____ Task material
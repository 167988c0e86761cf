//! Symbol & scope table and the multi-section address space expressions are
//! evaluated against (`spec.md` components B/C, §3 data model).

mod scope;
mod section;
mod value;

pub use scope::{EvalContext, Scope, ScopeError, ScopeId, Symbol, SymbolId, SymbolTable, SymbolValue};
pub use section::{
    CodeFlowEntry, FlowKind, Relocation, Section, SectionFlags, SectionTable, SectionType,
};
pub use value::{ExprId, RegClass, RegRef, RegVarId, SectionId, Value};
________
Action item ▸
Report only a number, the count of lines in the listing that contain the word "scope".

Exercise solution ▸
3